# 7cm & no contractions....whats wrong with me??



## MeezyFwiLLiams (Jul 29, 2011)

I am currently 38 weeks pregnant(today) and i am 7 cm dilated...So far i haven't have any contractions. I went in for my regular check up at about 35 weeks and my doctor was amazed that i was so far dilated (6cm at this the time) with only minor pain. They sent me to triage where my contractions were monitored( which also I couldn't feel) and they eventually sent me home since i wasn't in labor.....Now its 3 weeks later no pain and still no baby!! I'm scared my baby is just going to fall out when it comes time.....I guess we'll see


----------



## mandib50 (Oct 26, 2004)

moved to Birth and Beyond.


----------



## sunflwrmoonbeam (Oct 9, 2006)

An acquaintance of mine sat at 6 cms for weeks. Once labor finally got into an organized pattern for her (after a few hours of annoying contractions) she had her baby in like 30 minutes. I'd bet money you'll go fast.


----------



## crazyangel06 (May 19, 2006)

Sounds just like me when i was pregnant with my son i sat at 5cm for two weeks


----------



## Comtessa (Sep 16, 2008)

Heck, d'you know how much pain and hard work it is for most of us to get to 7 cm??? That's fantastic for you that you're that far dilated and haven't had to deal with a single labor contraction yet!
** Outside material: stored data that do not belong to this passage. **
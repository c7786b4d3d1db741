//! Conceptual to logical transformation (MCD -> MLD).
//!
//! Entities become tables first, inheritance is resolved next, then every
//! association is placed according to the pair of its association-side
//! cardinalities:
//!
//! | shape      | result                                                  |
//! |------------|---------------------------------------------------------|
//! | one / one  | unique foreign key on the `0,1` side (else the first)   |
//! | one / many | foreign key on the "many" side, nullable if min is 0    |
//! | many/many  | junction table with a composite primary key             |
//! | n-ary      | junction table over every linked entity, plus a note    |
//!
//! The transformer never fails. Shapes it cannot place are skipped or
//! approximated, and each degradation is recorded in
//! [`LogicalSchema::notes`].

use std::collections::{HashMap, HashSet};

use serde::{Deserialize, Serialize};
use tracing::{debug, warn};

use crate::mld::{Column, ForeignKey, Index, LogicalSchema, ReferentialAction, Table, TableOrigin};
use crate::model::{Association, AssociationLink, Attribute, Cardinality, LinkCardinality, Model};

pub const DEFAULT_TYPE: &str = "VARCHAR(255)";
const SURROGATE_TYPE: &str = "INTEGER";
const DISCRIMINATOR: &str = "type";
const DISCRIMINATOR_TYPE: &str = "VARCHAR(50)";

/// How an inheritance link is mapped onto tables.
#[derive(Debug, Clone, Copy, Default, PartialEq, Eq, Serialize, Deserialize)]
#[serde(rename_all = "snake_case")]
pub enum InheritanceStrategy {
    /// One table per entity; the child references its parent.
    #[default]
    Joined,
    /// Children are folded into the root table next to a `type` discriminator.
    SingleTable,
    /// Each child repeats the columns of its parent.
    TablePerClass,
}

#[derive(Debug, Clone, Default, PartialEq, Eq, Serialize, Deserialize)]
pub struct TransformOptions {
    #[serde(default)]
    pub inheritance: InheritanceStrategy,
}

pub fn transform(model: &Model) -> LogicalSchema {
    transform_with(model, &TransformOptions::default())
}

pub fn transform_with(model: &Model, options: &TransformOptions) -> LogicalSchema {
    debug!(strategy = ?options.inheritance, "transforming model");
    let mut builder = Builder::new(options);
    builder.entities(model);
    builder.inheritance(model);
    builder.associations(model);
    builder.finish()
}

#[derive(Debug, Clone, Copy)]
struct End {
    table: usize,
    card: Cardinality,
}

#[derive(Debug, Clone, Copy)]
struct Reference {
    nullable: bool,
    unique: bool,
    primary_key: bool,
    on_delete: Option<ReferentialAction>,
}

struct Builder<'o> {
    options: &'o TransformOptions,
    tables: Vec<Table>,
    /// Tables folded into another one by single-table inheritance.
    merged: Vec<bool>,
    table_of: HashMap<String, usize>,
    discriminated: HashSet<usize>,
    foreign_keys: Vec<ForeignKey>,
    notes: Vec<String>,
}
Of course, what that does mean is 3 things, IMO (no conclusive evidence to back up these claims, only anecdotal):

1, your labor is more likely to start with your water breaking (since it frequently breaks when you're around 7-8 cm),

2, once your water breaks you're likely to hit transition-level contractions immediately, which can be pretty overwhelming if you're not prepared for it,

and 3, that baby is likely to come FAST!

All of those are OK as long as you're prepared for them. I was pretty far dilated near the end of my pregnancy too, so I took to wearing Depends if I was going to be out and about somewhere just in case my water decided to break while I was shopping, or at the theatre, or somewhere else that it would be really embarassing. They're a little goofy, I'll admit, but it was a small price to pay for peace of mind on that particular issue.

You might want to have some emergency birth supplies on hand at your house or in your car, so that if the baby comes fast you don't have to be anxious or panic -- you'll have what you need! Make sure your partner knows what to do to help. And then, just relax and wait to meet your baby!!

Blessings for a beautiful birth!

p.s. One thing I would avoid is allowing your HCP to break your water to induce your labor. A friend of mine agreed to let her OB break her water when she was at this point in her pregnancy, because he "wouldn't let her" leave the hospital while she was walking around at 6 cm. She was thrown into intense and overwhelming labor immediately. Amid the cascade of interventions that followed, she ended up with a (perhaps unnecessary, though who knows) C-section. There's no reason to set yourself up for that, IMO, unless there's some other reason to induce.


----------



## 2littlebirds (May 19, 2011)

Both of my labors were similar to this...made me feel like I cheated when I went drug free with number 2 lol! I was 4cm at my 37 week check up, and the day before my 38 week check up the contrax finally got intense enough that I thought I was in labor. I went to the hospital around 6pm and was at a 5. Walked around for an hour and made it to 6. Took until dawn to make it to 7cm, and by then things had stopped completely. I have no idea how long I would have stayed that way, because we chose to have my water broken since it was pretty much a blizzard out side and I didn't want to risk not being able to get back to the hospital. Once my water broke, it took an hour or 2 for things to kick in and once it did, it was like textbook contractions. Started at 5 min apart lasting thirty or so seconds, then 2-3 min apart, and then about 1-2 hours after the pain started they were one after another and I got the urge to push. Just stay close to home and keep your birth bag packed!


----------